The data section start

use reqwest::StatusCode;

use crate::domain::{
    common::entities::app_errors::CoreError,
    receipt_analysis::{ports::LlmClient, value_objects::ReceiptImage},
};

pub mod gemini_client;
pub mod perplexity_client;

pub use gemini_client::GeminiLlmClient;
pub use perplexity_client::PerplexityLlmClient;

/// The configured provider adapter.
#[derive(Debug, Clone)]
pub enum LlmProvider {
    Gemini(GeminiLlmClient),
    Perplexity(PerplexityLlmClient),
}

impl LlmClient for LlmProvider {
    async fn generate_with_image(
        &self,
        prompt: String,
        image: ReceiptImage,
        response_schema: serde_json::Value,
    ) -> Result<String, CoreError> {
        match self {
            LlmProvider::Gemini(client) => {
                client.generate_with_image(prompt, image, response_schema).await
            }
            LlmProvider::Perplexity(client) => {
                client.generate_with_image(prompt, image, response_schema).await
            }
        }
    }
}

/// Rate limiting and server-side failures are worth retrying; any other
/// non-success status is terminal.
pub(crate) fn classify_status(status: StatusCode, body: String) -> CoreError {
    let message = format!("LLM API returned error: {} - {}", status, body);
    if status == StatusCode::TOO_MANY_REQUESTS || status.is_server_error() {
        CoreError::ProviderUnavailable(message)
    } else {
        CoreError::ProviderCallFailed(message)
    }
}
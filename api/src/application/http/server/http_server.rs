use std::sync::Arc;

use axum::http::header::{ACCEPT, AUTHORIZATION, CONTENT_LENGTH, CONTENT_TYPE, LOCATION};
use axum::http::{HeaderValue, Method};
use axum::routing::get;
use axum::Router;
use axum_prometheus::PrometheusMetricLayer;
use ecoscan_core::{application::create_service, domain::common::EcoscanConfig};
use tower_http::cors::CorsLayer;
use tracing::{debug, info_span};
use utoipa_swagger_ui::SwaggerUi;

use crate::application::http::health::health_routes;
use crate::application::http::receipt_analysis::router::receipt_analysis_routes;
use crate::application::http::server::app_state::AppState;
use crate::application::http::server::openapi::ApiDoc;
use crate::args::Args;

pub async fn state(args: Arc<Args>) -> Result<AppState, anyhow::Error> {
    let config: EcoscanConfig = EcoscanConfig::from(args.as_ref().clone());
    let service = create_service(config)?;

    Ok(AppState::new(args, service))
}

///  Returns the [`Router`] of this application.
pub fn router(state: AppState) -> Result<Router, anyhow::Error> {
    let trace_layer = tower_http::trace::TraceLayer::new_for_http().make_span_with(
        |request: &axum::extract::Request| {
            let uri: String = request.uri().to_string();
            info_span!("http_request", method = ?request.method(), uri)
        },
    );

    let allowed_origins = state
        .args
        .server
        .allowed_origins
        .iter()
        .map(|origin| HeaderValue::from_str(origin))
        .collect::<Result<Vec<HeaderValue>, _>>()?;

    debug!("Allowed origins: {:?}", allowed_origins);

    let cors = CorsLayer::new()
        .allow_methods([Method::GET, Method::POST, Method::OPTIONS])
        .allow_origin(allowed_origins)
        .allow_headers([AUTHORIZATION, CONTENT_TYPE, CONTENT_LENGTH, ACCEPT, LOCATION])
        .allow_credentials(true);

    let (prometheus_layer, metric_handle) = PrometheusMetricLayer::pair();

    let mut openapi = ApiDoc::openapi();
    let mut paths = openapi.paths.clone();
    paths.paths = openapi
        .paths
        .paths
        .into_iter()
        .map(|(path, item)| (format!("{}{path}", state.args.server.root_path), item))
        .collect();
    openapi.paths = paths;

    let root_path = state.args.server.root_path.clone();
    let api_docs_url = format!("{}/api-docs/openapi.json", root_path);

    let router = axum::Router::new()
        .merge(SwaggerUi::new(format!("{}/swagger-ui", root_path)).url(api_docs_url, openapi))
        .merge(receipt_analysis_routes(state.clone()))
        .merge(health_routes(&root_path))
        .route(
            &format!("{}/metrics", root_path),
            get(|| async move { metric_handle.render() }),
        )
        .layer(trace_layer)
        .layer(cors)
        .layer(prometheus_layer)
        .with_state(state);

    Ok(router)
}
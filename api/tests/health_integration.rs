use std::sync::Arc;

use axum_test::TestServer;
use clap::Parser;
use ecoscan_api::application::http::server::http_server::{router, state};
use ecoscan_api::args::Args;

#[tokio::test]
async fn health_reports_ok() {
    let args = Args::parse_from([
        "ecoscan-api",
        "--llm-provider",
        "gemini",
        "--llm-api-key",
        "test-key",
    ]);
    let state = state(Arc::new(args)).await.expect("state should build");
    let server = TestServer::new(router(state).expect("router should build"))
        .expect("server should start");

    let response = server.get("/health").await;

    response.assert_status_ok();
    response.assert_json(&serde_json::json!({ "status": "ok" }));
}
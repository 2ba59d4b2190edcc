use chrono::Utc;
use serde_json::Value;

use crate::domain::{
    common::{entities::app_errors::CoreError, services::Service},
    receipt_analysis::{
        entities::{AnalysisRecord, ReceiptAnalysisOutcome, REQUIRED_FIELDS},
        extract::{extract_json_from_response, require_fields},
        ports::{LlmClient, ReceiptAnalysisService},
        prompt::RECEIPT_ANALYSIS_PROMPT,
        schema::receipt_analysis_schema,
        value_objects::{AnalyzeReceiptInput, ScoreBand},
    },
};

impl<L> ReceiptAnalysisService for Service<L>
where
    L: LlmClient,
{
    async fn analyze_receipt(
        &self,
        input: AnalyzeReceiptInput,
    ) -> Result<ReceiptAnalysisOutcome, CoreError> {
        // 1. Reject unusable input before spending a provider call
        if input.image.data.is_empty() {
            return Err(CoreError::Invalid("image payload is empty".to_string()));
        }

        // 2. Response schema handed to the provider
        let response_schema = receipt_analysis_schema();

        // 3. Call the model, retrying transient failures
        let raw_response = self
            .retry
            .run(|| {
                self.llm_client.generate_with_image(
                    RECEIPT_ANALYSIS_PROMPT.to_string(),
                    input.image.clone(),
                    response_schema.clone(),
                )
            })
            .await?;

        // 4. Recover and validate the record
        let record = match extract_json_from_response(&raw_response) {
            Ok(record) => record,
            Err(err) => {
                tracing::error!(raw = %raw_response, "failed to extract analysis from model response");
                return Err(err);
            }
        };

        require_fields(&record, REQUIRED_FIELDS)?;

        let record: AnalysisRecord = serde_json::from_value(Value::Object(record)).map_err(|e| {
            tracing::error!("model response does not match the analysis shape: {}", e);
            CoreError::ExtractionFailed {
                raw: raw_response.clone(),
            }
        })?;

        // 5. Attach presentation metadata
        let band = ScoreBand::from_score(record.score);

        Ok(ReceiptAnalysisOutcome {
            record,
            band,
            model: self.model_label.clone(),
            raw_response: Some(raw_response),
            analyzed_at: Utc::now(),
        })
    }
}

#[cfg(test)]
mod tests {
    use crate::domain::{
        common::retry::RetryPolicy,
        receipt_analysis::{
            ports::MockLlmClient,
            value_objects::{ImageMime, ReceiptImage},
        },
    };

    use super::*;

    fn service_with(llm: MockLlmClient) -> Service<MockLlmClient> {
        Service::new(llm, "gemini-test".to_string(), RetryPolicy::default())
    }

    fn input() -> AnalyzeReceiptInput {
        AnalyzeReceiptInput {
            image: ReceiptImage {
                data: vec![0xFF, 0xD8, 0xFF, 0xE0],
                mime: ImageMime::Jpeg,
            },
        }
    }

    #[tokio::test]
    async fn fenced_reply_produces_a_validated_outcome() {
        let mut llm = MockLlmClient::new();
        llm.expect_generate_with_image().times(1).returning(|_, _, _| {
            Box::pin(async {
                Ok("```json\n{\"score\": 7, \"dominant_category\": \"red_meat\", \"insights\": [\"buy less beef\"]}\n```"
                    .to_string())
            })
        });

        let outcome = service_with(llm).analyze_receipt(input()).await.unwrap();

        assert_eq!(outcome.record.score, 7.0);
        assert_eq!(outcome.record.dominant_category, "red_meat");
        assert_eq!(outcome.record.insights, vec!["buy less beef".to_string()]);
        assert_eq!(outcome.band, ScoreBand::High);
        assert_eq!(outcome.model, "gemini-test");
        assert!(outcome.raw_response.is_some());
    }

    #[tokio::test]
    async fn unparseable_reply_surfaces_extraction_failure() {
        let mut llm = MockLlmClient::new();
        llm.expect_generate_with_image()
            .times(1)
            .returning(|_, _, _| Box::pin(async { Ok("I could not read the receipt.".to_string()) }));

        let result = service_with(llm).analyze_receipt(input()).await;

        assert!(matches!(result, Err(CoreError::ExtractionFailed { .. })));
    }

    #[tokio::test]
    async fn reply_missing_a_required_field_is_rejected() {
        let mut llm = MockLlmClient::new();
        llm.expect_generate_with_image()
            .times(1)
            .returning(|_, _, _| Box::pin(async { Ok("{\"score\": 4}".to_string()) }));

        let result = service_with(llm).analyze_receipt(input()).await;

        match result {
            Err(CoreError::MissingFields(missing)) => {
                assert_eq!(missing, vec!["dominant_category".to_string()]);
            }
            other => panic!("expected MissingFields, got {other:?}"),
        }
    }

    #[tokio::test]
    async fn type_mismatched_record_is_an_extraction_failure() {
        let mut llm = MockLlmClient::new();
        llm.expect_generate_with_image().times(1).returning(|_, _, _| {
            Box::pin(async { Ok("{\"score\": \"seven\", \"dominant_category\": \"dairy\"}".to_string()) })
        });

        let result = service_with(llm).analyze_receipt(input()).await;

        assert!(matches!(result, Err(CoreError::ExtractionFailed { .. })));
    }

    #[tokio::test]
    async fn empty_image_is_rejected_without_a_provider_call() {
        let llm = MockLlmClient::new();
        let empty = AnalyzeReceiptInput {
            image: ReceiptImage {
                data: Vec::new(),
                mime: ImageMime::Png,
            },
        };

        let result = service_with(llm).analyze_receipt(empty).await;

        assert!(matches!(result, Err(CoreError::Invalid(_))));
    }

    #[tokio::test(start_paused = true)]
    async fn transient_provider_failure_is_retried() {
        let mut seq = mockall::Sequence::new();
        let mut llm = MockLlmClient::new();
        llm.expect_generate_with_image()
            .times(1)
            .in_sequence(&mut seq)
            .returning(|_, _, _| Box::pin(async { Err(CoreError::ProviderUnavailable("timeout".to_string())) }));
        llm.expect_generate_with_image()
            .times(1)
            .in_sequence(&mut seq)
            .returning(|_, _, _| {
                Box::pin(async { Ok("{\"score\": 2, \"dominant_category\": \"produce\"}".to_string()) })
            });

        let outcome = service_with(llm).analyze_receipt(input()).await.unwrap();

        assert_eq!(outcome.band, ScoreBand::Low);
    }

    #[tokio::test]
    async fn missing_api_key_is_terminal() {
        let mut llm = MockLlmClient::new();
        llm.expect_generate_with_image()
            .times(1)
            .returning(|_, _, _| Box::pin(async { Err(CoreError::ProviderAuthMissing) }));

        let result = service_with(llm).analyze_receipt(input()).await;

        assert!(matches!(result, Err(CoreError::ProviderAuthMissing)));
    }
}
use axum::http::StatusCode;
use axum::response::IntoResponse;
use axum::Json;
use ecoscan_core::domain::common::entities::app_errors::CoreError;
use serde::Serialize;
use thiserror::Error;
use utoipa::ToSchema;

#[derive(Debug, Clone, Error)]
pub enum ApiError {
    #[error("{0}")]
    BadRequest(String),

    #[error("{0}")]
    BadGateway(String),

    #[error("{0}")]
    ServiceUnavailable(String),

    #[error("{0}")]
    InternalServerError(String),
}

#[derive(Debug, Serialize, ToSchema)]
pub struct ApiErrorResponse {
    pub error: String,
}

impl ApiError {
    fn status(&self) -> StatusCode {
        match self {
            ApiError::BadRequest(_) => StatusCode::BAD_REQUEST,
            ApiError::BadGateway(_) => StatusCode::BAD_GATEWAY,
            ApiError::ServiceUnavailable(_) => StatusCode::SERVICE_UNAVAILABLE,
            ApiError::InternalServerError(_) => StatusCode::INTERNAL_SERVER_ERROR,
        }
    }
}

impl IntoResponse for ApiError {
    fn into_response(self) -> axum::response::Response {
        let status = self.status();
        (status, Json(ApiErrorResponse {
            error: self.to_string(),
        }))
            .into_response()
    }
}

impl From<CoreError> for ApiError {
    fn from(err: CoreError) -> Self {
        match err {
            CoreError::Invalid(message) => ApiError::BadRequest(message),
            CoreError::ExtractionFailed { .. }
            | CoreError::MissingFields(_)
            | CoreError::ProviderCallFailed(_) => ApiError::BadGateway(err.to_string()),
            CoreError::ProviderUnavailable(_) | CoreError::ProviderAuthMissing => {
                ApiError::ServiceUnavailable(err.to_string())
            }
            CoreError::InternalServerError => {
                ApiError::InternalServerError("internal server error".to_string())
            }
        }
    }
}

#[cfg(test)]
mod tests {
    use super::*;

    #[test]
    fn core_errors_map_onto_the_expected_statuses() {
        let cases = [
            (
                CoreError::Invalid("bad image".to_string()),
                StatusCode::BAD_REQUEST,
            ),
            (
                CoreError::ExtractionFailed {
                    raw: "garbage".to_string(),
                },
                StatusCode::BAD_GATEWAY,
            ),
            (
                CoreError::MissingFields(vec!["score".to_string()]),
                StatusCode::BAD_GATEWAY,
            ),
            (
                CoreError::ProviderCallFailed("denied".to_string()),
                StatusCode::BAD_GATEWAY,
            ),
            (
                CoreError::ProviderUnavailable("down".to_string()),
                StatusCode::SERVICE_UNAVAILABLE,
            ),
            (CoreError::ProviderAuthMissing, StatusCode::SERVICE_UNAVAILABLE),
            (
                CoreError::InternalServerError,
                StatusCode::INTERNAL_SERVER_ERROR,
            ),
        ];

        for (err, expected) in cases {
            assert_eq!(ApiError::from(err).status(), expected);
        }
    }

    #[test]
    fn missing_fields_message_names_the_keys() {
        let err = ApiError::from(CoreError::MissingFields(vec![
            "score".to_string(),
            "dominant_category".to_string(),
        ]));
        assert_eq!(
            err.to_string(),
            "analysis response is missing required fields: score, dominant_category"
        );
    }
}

The data section end

*Work item:* Verbatim output is expected for the lines from the start of the data to the line in which "use crate::application::http::server::app_state::AppState;" appears, both included.

*Problem solution:*
use reqwest::StatusCode;

use crate::domain::{
    common::entities::app_errors::CoreError,
    receipt_analysis::{ports::LlmClient, value_objects::ReceiptImage},
};

pub mod gemini_client;
pub mod perplexity_client;

pub use gemini_client::GeminiLlmClient;
pub use perplexity_client::PerplexityLlmClient;

/// The configured provider adapter.
#[derive(Debug, Clone)]
pub enum LlmProvider {
    Gemini(GeminiLlmClient),
    Perplexity(PerplexityLlmClient),
}

impl LlmClient for LlmProvider {
    async fn generate_with_image(
        &self,
        prompt: String,
        image: ReceiptImage,
        response_schema: serde_json::Value,
    ) -> Result<String, CoreError> {
        match self {
            LlmProvider::Gemini(client) => {
                client.generate_with_image(prompt, image, response_schema).await
            }
            LlmProvider::Perplexity(client) => {
                client.generate_with_image(prompt, image, response_schema).await
            }
        }
    }
}

/// Rate limiting and server-side failures are worth retrying; any other
/// non-success status is terminal.
pub(crate) fn classify_status(status: StatusCode, body: String) -> CoreError {
    let message = format!("LLM API returned error: {} - {}", status, body);
    if status == StatusCode::TOO_MANY_REQUESTS || status.is_server_error() {
        CoreError::ProviderUnavailable(message)
    } else {
        CoreError::ProviderCallFailed(message)
    }
}
filename api/src/application/http/server/http_server.rs
use std::sync::Arc;

use axum::http::header::{ACCEPT, AUTHORIZATION, CONTENT_LENGTH, CONTENT_TYPE, LOCATION};
use axum::http::{HeaderValue, Method};
use axum::routing::get;
use axum::Router;
use axum_prometheus::PrometheusMetricLayer;
use ecoscan_core::{application::create_service, domain::common::EcoscanConfig};
use tower_http::cors::CorsLayer;
use tracing::{debug, info_span};
use utoipa_swagger_ui::SwaggerUi;

use crate::application::http::health::health_routes;
use crate::application::http::receipt_analysis::router::receipt_analysis_routes;
use crate::application::http::server::app_state::AppState;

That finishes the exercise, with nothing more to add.